Maternal colonisation with Streptococcus agalactiae, and associated stillbirth and neonatal disease in coastal Kenya
Seale AC., Koech AC., Sheppard AE., Barsosio HC., Langat J., Anyango E., Mwarumba S., Makio S., Morpeth SC., Anampiu K., Vaughan A., Giess A., Mogeni P., Walusuna L., Mwangudzah H., Mwanzui D., Salim M., Kemp B., Jones C., Mturi N., Tsofa B., Mumbo E., Mulewa D., Bandika V., Soita M., Owiti M., Onzere N., Walker AS., Schrag SJ., Kennedy SH., Fegan G., Crook DW., Berkley JA.

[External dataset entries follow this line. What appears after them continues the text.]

//! End-to-end tests for `index-md check`.

#![cfg(unix)]

#[allow(dead_code)]
mod common;
use common::prelude::*;

#[test]
fn test_check_reports_version() {
    let fixture = TestFixture::new();
    let program = fixture.summarizer(summarizers::UTILITY);

    fixture
        .command()
        .arg("check")
        .arg("--program")
        .arg(&program)
        .assert()
        .success()
        .stdout(predicate::str::contains("[OK]"))
        .stdout(predicate::str::contains("fake-summarizer 1.0"));
}

#[test]
fn test_check_reads_program_from_environment() {
    let fixture = TestFixture::new();
    let program = fixture.summarizer(summarizers::UTILITY);

    fixture
        .command()
        .env("INDEX_MD_SUMMARIZER", &program)
        .arg("check")
        .assert()
        .success()
        .stdout(predicate::str::contains("fake-summarizer 1.0"));
}

#[test]
fn test_check_reads_program_from_config() {
    let fixture = TestFixture::new();
    let program = fixture.summarizer(summarizers::UTILITY);
    fixture.write(
        ".index-md.yaml",
        &format!("summarizer-program: {}\n", program.display()),
    );

    fixture
        .command()
        .arg("check")
        .assert()
        .success()
        .stdout(predicate::str::contains("fake-summarizer 1.0"));
}
//! # Hooks Command Implementation
//!
//! Manages the git `post-commit` hook that runs `index-md run` after every
//! commit.
//!
//! - **Install**: writes the hook script, marked with [`HOOK_MARKER`]. A
//!   foreign hook is only replaced with `--force`, after being moved to
//!   `post-commit.backup`.
//! - **Uninstall**: removes the hook if, and only if, index-md installed it.
//! - **Status**: reports whether the hook is installed.

use anyhow::{anyhow, bail, Result};
use clap::{Args, Subcommand};
use std::fs;
use std::path::{Path, PathBuf};

/// Manage the post-commit hook
#[derive(Args, Debug)]
pub struct HooksArgs {
    #[command(subcommand)]
    pub command: HooksCommand,
}

#[derive(Subcommand, Debug)]
pub enum HooksCommand {
    /// Install the index-md post-commit hook
    Install(InstallArgs),

    /// Uninstall the index-md post-commit hook
    Uninstall(RepoArgs),

    /// Show hook installation status
    Status(RepoArgs),
}

#[derive(Args, Debug)]
pub struct InstallArgs {
    /// Path to the Git repository (defaults to current directory)
    #[arg(long, value_name = "DIR")]
    pub repo: Option<PathBuf>,

    /// Replace an existing hook (a foreign hook is backed up first)
    #[arg(long)]
    pub force: bool,
}

#[derive(Args, Debug)]
pub struct RepoArgs {
    /// Path to the Git repository (defaults to current directory)
    #[arg(long, value_name = "DIR")]
    pub repo: Option<PathBuf>,
}

/// Execute the `hooks` command
pub fn execute(args: HooksArgs) -> Result<()> {
    match args.command {
        HooksCommand::Install(args) => execute_install(args),
        HooksCommand::Uninstall(args) => execute_uninstall(args),
        HooksCommand::Status(args) => execute_status(args),
    }
}

/// Marker line identifying hooks written by index-md
const HOOK_MARKER: &str = "# index-md-hook";

const HOOK_NAME: &str = "post-commit";

fn hook_script() -> String {
    format!(
        r#"#!/bin/sh
{HOOK_MARKER}
# Keeps per-directory index.md files in sync with each commit.
#
# To uninstall: index-md hooks uninstall

if ! command -v index-md >/dev/null 2>&1; then
    echo "Warning: index-md not found in PATH, skipping index update"
    exit 0
fi

index-md run
"#
    )
}

/// Find the .git directory for a repository
fn find_git_dir(repo_path: &Path) -> Result<PathBuf> {
    let git_dir = repo_path.join(".git");

    if git_dir.is_dir() {
        Ok(git_dir)
    } else if git_dir.is_file() {
        // Worktree or submodule: .git points at the real git dir
        let content = fs::read_to_string(&git_dir)?;
        let gitdir = content
            .strip_prefix("gitdir: ")
            .ok_or_else(|| anyhow!("Invalid .git file format"))?
            .trim();

        if Path::new(gitdir).is_absolute() {
            Ok(PathBuf::from(gitdir))
        } else {
            Ok(repo_path.join(gitdir))
        }
    } else {
        Err(anyhow!("Not a Git repository: {}", repo_path.display()))
    }
}

fn hook_paths(repo: Option<PathBuf>) -> Result<(PathBuf, PathBuf)> {
    let repo_path = super::repo_or_cwd(repo)?;
    let hooks_dir = find_git_dir(&repo_path)?.join("hooks");
    let hook_path = hooks_dir.join(HOOK_NAME);
    Ok((hooks_dir, hook_path))
}

fn execute_install(args: InstallArgs) -> Result<()> {
    let (hooks_dir, hook_path) = hook_paths(args.repo)?;
    fs::create_dir_all(&hooks_dir)?;

    if hook_path.exists() {
        let existing = fs::read_to_string(&hook_path)?;
        if existing.contains(HOOK_MARKER) {
            if !args.force {
                println!("index-md hook already installed. Use --force to overwrite.");
                return Ok(());
            }
            println!("Overwriting existing index-md hook...");
        } else if args.force {
            let backup_path = hooks_dir.join(format!("{}.backup", HOOK_NAME));
            fs::rename(&hook_path, &backup_path)?;
            println!("Backed up existing hook to: {}", backup_path.display());
        } else {
            bail!(
                "A {} hook already exists (not from index-md). \
                 Use --force to overwrite (existing hook will be backed up).",
                HOOK_NAME
            );
        }
    }

    fs::write(&hook_path, hook_script())?;

    #[cfg(unix)]
    {
        use std::os::unix::fs::PermissionsExt;
        let mut perms = fs::metadata(&hook_path)?.permissions();
        perms.set_mode(0o755);
        fs::set_permissions(&hook_path, perms)?;
    }

    println!("Installed {} hook: {}", HOOK_NAME, hook_path.display());
    println!("The hook will run 'index-md run' after each commit.");
    Ok(())
}

fn execute_uninstall(args: RepoArgs) -> Result<()> {
    let (hooks_dir, hook_path) = hook_paths(args.repo)?;

    if !hook_path.exists() {
        println!("No {} hook found.", HOOK_NAME);
        return Ok(());
    }
    if !fs::read_to_string(&hook_path)?.contains(HOOK_MARKER) {
        println!("The {} hook was not installed by index-md. Not removing.", HOOK_NAME);
        return Ok(());
    }

    fs::remove_file(&hook_path)?;
    println!("Uninstalled {} hook: {}", HOOK_NAME, hook_path.display());

    let backup_path = hooks_dir.join(format!("{}.backup", HOOK_NAME));
    if backup_path.exists() {
        println!("Note: A backup hook exists at: {}", backup_path.display());
        println!(
            "You may want to restore it with: mv {} {}",
            backup_path.display(),
            hook_path.display()
        );
    }
    Ok(())
}

fn execute_status(args: RepoArgs) -> Result<()> {
    let (_, hook_path) = hook_paths(args.repo)?;

    if !hook_path.exists() {
        println!("Status: Not installed");
        println!("Run 'index-md hooks install' to install the {} hook.", HOOK_NAME);
    } else if fs::read_to_string(&hook_path)?.contains(HOOK_MARKER) {
        println!("Status: Installed");
        println!("Hook path: {}", hook_path.display());
    } else {
        println!("Status: Other hook present (not index-md)");
        println!("Hook path: {}", hook_path.display());
    }
    Ok(())
}
//! Index snapshots.
//!
//! Before an existing index file is rewritten, its current content is copied
//! into a reserved directory next to it:
//!
//! ```text
//! src/index.md
//! src/.index_backups/index_md_backup_20250314_092653.md
//! ```
//!
//! Snapshots are never rotated. Two snapshots of the same directory taken
//! within the same second share a name and the later one wins, which is fine
//! for the only consumer: restoring within the same run.

use std::fs;
use std::path::{Path, PathBuf};

use chrono::{Local, NaiveDateTime};
use log::{debug, error, info};

/// Handle to a snapshot on disk.
#[derive(Debug, Clone, PartialEq, Eq)]
pub struct Snapshot {
    path: PathBuf,
}

impl Snapshot {
    pub fn path(&self) -> &Path {
        &self.path
    }
}

/// File name for a snapshot taken at `at`.
pub fn backup_file_name(at: NaiveDateTime) -> String {
    format!("index_md_backup_{}.md", at.format("%Y%m%d_%H%M%S"))
}

/// Creates and restores snapshots in a fixed sibling directory.
#[derive(Debug, Clone)]
pub struct BackupManager {
    dir_name: String,
}

impl BackupManager {
    pub fn new(dir_name: impl Into<String>) -> Self {
        Self {
            dir_name: dir_name.into(),
        }
    }

    /// The snapshot directory used for `original`.
    pub fn backup_dir_for(&self, original: &Path) -> PathBuf {
        original
            .parent()
            .unwrap_or_else(|| Path::new(""))
            .join(&self.dir_name)
    }

    /// Snapshot `original` using the current local time.
    pub fn snapshot(&self, original: &Path) -> Option<Snapshot> {
        self.snapshot_at(original, Local::now().naive_local())
    }

    /// Snapshot `original` as if taken at `at`.
    ///
    /// Returns `None` when there is nothing to snapshot or the copy fails.
    /// A failed copy is logged; the caller carries on without a rollback point.
    pub fn snapshot_at(&self, original: &Path, at: NaiveDateTime) -> Option<Snapshot> {
        if !original.is_file() {
            debug!("no snapshot for '{}': file does not exist", original.display());
            return None;
        }

        let dir = self.backup_dir_for(original);
        let path = dir.join(backup_file_name(at));
        let copied = fs::create_dir_all(&dir).and_then(|_| fs::copy(original, &path));

        match copied {
            Ok(_) => {
                info!("backup created: {}", path.display());
                Some(Snapshot { path })
            }
            Err(e) => {
                error!("backup of '{}' failed: {}", original.display(), e);
                None
            }
        }
    }

    /// Copy `snapshot` back over `original`.
    pub fn restore(&self, original: &Path, snapshot: &Snapshot) -> bool {
        if !snapshot.path.is_file() {
            error!(
                "cannot restore '{}': snapshot '{}' is gone",
                original.display(),
                snapshot.path.display()
            );
            return false;
        }
        match fs::copy(&snapshot.path, original) {
            Ok(_) => {
                info!("restored from backup: {}", original.display());
                true
            }
            Err(e) => {
                error!("restore of '{}' failed: {}", original.display(), e);
                false
            }
        }
    }
}
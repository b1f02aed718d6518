//! # Run Command Implementation
//!
//! The `run` subcommand is what the installed `post-commit` hook executes.
//! It resolves the repository root, loads `.index-md.yaml` (or the file given
//! with `--config`), applies command-line overrides, makes sure the
//! summarizer CLI answers, and then reconciles the index files for every
//! change of the last commit.
//!
//! Exit status is 0 when every change was reconciled (or there was nothing to
//! do) and 1 when any change failed or the summarizer is missing.

use std::path::{Path, PathBuf};
use std::process::ExitCode;

use anyhow::{Context, Result};
use clap::Args;
use log::{debug, error, info};

use index_md::config::{self, HookConfig};
use index_md::exit_codes;
use index_md::git::{self, GitCli};
use index_md::orchestrator::Orchestrator;
use index_md::summarize::CliSummarizer;

/// Update index files for the changes of the last commit
#[derive(Args, Debug)]
pub struct RunArgs {
    /// Path inside the Git repository (defaults to current directory)
    #[arg(long, value_name = "DIR")]
    pub repo: Option<PathBuf>,

    /// Configuration file to use instead of `<repo>/.index-md.yaml`
    #[arg(short, long, value_name = "FILE")]
    pub config: Option<PathBuf>,

    /// Summarization attempts per file
    #[arg(long, value_name = "N", value_parser = clap::value_parser!(u32).range(1..))]
    pub max_retries: Option<u32>,

    /// Seconds to wait for each summarization attempt
    #[arg(long, value_name = "SECS")]
    pub timeout: Option<u64>,

    /// Language the summaries are written in
    #[arg(long, value_name = "LANG")]
    pub language: Option<String>,

    /// Summarizer executable
    #[arg(long, value_name = "PROGRAM", env = "INDEX_MD_SUMMARIZER")]
    pub program: Option<String>,
}

impl RunArgs {
    fn apply_overrides(&self, config: &mut HookConfig) {
        if let Some(max_retries) = self.max_retries {
            config.max_retries = max_retries;
        }
        if let Some(timeout) = self.timeout {
            config.timeout_secs = timeout;
        }
        if let Some(language) = &self.language {
            config.language = language.clone();
        }
        if let Some(program) = &self.program {
            config.summarizer_program = program.clone();
        }
    }
}

/// Execute the `run` command.
pub fn execute(args: RunArgs) -> Result<ExitCode> {
    let dir = super::repo_or_cwd(args.repo.clone())?;
    let root = resolve_root(&dir);

    let mut config = match &args.config {
        Some(path) => config::from_file(path)
            .with_context(|| format!("Failed to load config from {}", path.display()))?,
        None => config::load(&root)
            .with_context(|| format!("Failed to load config from {}", root.display()))?,
    };
    args.apply_overrides(&mut config);

    let summarizer = CliSummarizer::from_config(&config);
    match summarizer.probe() {
        Ok(version) => info!("using {} {}", summarizer.program(), version),
        Err(e) => {
            error!("{}", e);
            eprintln!(
                "The summarizer CLI '{}' is not available; install it or pass --program.",
                summarizer.program()
            );
            return Ok(ExitCode::from(exit_codes::FAILURE));
        }
    }

    let source = GitCli::new(&root);
    let report = Orchestrator::new(&root, &config, &source, &summarizer).run();

    if !report.touched.is_empty() {
        println!("Updated index files:");
        for path in &report.touched {
            println!("  {}", path.display());
        }
    }
    if !report.failed.is_empty() {
        eprintln!("Failed to update index files for:");
        for (kind, path) in &report.failed {
            eprintln!("  {} {}", kind, path);
        }
    }

    Ok(ExitCode::from(report.exit_code()))
}

/// The repository top level containing `dir`, or `dir` itself outside a repository.
fn resolve_root(dir: &Path) -> PathBuf {
    match git::toplevel(dir) {
        Ok(root) => root,
        Err(e) => {
            debug!("not inside a git repository ({}), using {}", e, dir.display());
            dir.to_path_buf()
        }
    }
}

Streptococcus agalactiae (Group B Streptococcus, GBS) causes neonatal disease and stillbirth, but its burden in sub-Saharan Africa is uncertain. We assessed maternal recto-vaginal GBS colonisation (7967 women), stillbirth and neonatal disease. Whole genome sequencing was used to determine serotypes, sequence types (ST), and phylogeny. We found low maternal GBS colonisation prevalence (934/7967, 12%), but comparatively high incidence of GBS associated stillbirth and early onset neonatal disease (EOD) in hospital (0.91(0.25-2.3)/1000 births; 0.76(0.25-1.77)/1000 live-births respectively). However, using a population denominator, EOD incidence was considerably reduced (0.13(0.07-0.21)/1000 live-births). Treated cases of EOD had very high case fatality (17/36, 47%), especially within 24 hours of birth, making under ascertainment of community-born cases highly likely, both here and in similar facility-based studies. Maternal GBS colonisation was less common in women with low socio-economic status, HIV infection and undernutrition, but when GBS-colonised, they were more likely colonised by the most virulent clone, CC17. CC17 accounted for 267/915(29%) of maternal colonising (265/267(99%) serotype III, 2/267(0.7%) serotype IV), and 51/73(70%) of neonatal disease cases (all serotype III). Trivalent (Ia/II/III) and pentavalent (Ia/Ib/II/III/V) vaccines would cover 71/73(97%) and 72/73(99%) of disease-causing serotypes respectively. Serotype IV should be considered for inclusion, with evidence of capsular switching in CC17 strains.